I took a very deep breath and told myself that caving in somebody’s head is not always the best solution. “It’s an emergency,” I said.
She snorted. “A seaplane emergency?” she said with heavy sarcasm.
“Yes,” I said, and she blinked in surprise. “My kids are on the boat down to the Dry Tortugas,” I said.
“Nice trip,” she said.
“They’re with somebody—a man who might hurt them.”
She shrugged. “You can use my phone, call the cops,” she said. “They’ll call the ranger station down there.”
“I can’t call the cops,” I said, hoping she wouldn’t ask me why.
“Why not?” she said.
I thought quickly; clearly the truth was not an option here, but that has never been much of an obstacle for me. “Um,” I said, waiting for something plausible to slide into the out-box. “He’s … he’s my brother-in-law. And, you know. It’s family. And if the cops get involved it would break my sister’s heart. And my mother would … you know. It’s a family thing, and, uh, she has a heart condition.”
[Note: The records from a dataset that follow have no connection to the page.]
//! Daily schedules.
//!
//! Class periods send everyone to the class location, free periods rotate
//! through the persona's preferred places, rest periods send the agent
//! home. Memory-driven changes are made by the agent on top of this plan.

use std::fmt;

use scholar_core::{LocationKey, LocationMap};

use crate::config::{PeriodKind, Role, SchedulePrefs};

/// What an agent does during a period.
#[derive(Debug, Clone, Copy, PartialEq, Eq, Hash)]
pub enum Activity {
    /// The expert teaching class.
    Teach,
    /// A student in class.
    AttendClass,
    /// Free time somewhere quiet.
    Study,
    /// Free time somewhere social.
    Socialize,
    /// Going back to where something memorable happened.
    Revisit,
    /// Evening rest.
    Rest,
}

impl Activity {
    /// Past-tense phrase for activity memories.
    #[must_use]
    pub fn past_tense(self) -> &'static str {
        match self {
            Self::Teach => "taught class",
            Self::AttendClass => "attended class",
            Self::Study => "studied",
            Self::Socialize => "spent time with friends",
            Self::Revisit => "went back",
            Self::Rest => "rested",
        }
    }
}

impl fmt::Display for Activity {
    fn fmt(&self, f: &mut fmt::Formatter<'_>) -> fmt::Result {
        let name = match self {
            Self::Teach => "teach",
            Self::AttendClass => "attend_class",
            Self::Study => "study",
            Self::Socialize => "socialize",
            Self::Revisit => "revisit",
            Self::Rest => "rest",
        };
        f.write_str(name)
    }
}

/// A planned `(activity, destination)` pair.
#[derive(Debug, Clone, PartialEq, Eq)]
pub struct Slot {
    /// What the agent will do.
    pub activity: Activity,
    /// Where.
    pub destination: LocationKey,
}

/// One agent's fixed weekly plan.
#[derive(Debug, Clone)]
pub struct Schedule {
    role: Role,
    class_location: LocationKey,
    free: Vec<LocationKey>,
    rest: LocationKey,
}

impl Schedule {
    /// Build from persona preferences. `home` is the rest fallback.
    #[must_use]
    pub fn new(role: Role, prefs: &SchedulePrefs, class_location: LocationKey, home: LocationKey) -> Self {
        Self {
            role,
            class_location,
            free: prefs.free.iter().map(|k| LocationKey::new(k.clone())).collect(),
            rest: prefs.rest.as_ref().map_or(home, |k| LocationKey::new(k.clone())),
        }
    }

    /// The planned slot for `period_index` of `day`.
    ///
    /// Returns `None` when the agent has nowhere to go during a free period.
    #[must_use]
    pub fn slot(&self, day: u32, period_index: u32, kind: PeriodKind, locations: &LocationMap) -> Option<Slot> {
        match kind {
            PeriodKind::Class => Some(Slot {
                activity: match self.role {
                    Role::Expert => Activity::Teach,
                    Role::Student => Activity::AttendClass,
                },
                destination: self.class_location.clone(),
            }),
            PeriodKind::Free => {
                if self.free.is_empty() {
                    return None;
                }
                let turn = usize::try_from(day.saturating_sub(1) + period_index).unwrap_or(0);
                let destination = self.free[turn % self.free.len()].clone();
                let activity = if locations.is_social(destination.as_str()) {
                    Activity::Socialize
                } else {
                    Activity::Study
                };
                Some(Slot { activity, destination })
            }
            PeriodKind::Rest => Some(Slot {
                activity: Activity::Rest,
                destination: self.rest.clone(),
            }),
        }
    }
}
“Uh-huh,” she said dubiously.
I was clearly getting nowhere with her, in spite of my wonderful creativity. But I did not despair. I had been to Key West before, and I knew how to get things done here. I reached for my wallet.
“Please,” I said, counting out a hundred dollars. “Isn’t there something we can do?”
The money vanished before I finished my sentence. “I don’t know,” she said. “Lemme ask Leroy.”
There was a door on the back wall under the schedule and she went through it. A minute later she came back out, followed by a man in a pilot’s uniform. He was about fifty, with hard blue eyes and a boxer’s flattened nose.
“What’s up, Skipper?” he said.
“I need to get to the Tortugas as fast as possible,” I said.
He nodded. “Jackie said,” he told me. “But our next scheduled flight is in two hours, and we have to keep the schedule. Nothing I can do. Sorry.”
No matter how sorry he might have been, he didn’t leave, and that meant he wasn’t refusing—he was negotiating. “Five hundred dollars,” I said.
He shook his head and leaned on the counter. “Sorry, bud, I just can’t do it,” he said. “The company has a policy.”
“Seven hundred,” I said, and he shook his head. “It’s my children; they’re young and helpless,” I said.
“I could lose my job,” he told me.
“A thousand dollars,” I said, and he stopped shaking his head.
“Well,” he said.
Those of us who are fiscally responsible look with scorn and condemnation on profligates who max out their credit cards. But the hard-eyed buccaneer behind the counter very quickly dropped me into exactly that financial hot water. It took two of my cards, but when I had finally sated his unholy lust for my money, it took only five minutes more and I was buckling myself into the passenger seat of his aircraft. Then we lumbered down the runway, gathering speed, until we finally waddled up into the sky.
The man on the dock, and the brochure he had given me, had assured me that the flight down to the Dry Tortugas was beautiful and memorable. If it was, I don’t remember it. All I saw was the hand on my watch crawling forward. It seemed to be moving much slower than normal: Tick. Long pause. Tick. Another. This was taking too long—I had to get there first. How long had it been since the boat pulled away from the dock? I tried to put the numbers together in my head. It shouldn’t have been hard, but for some reason all my concentration was on grinding my teeth and I couldn’t think about the time.
Luckily for my teeth, I didn’t have to. “There she is,” the pilot said, nodding out the window. It was the first thing he’d said since we were airborne, and I stopped grinding my teeth for a moment and looked at him. He nodded again. “The boat,” he said. “With your kids.”
I looked out the window. Below us I could see the bright white deck of a large, fast-moving boat, trailing a long wake behind it. Even from our height I could see a few people on the deck, but I couldn’t tell if any of them were Cody and Astor.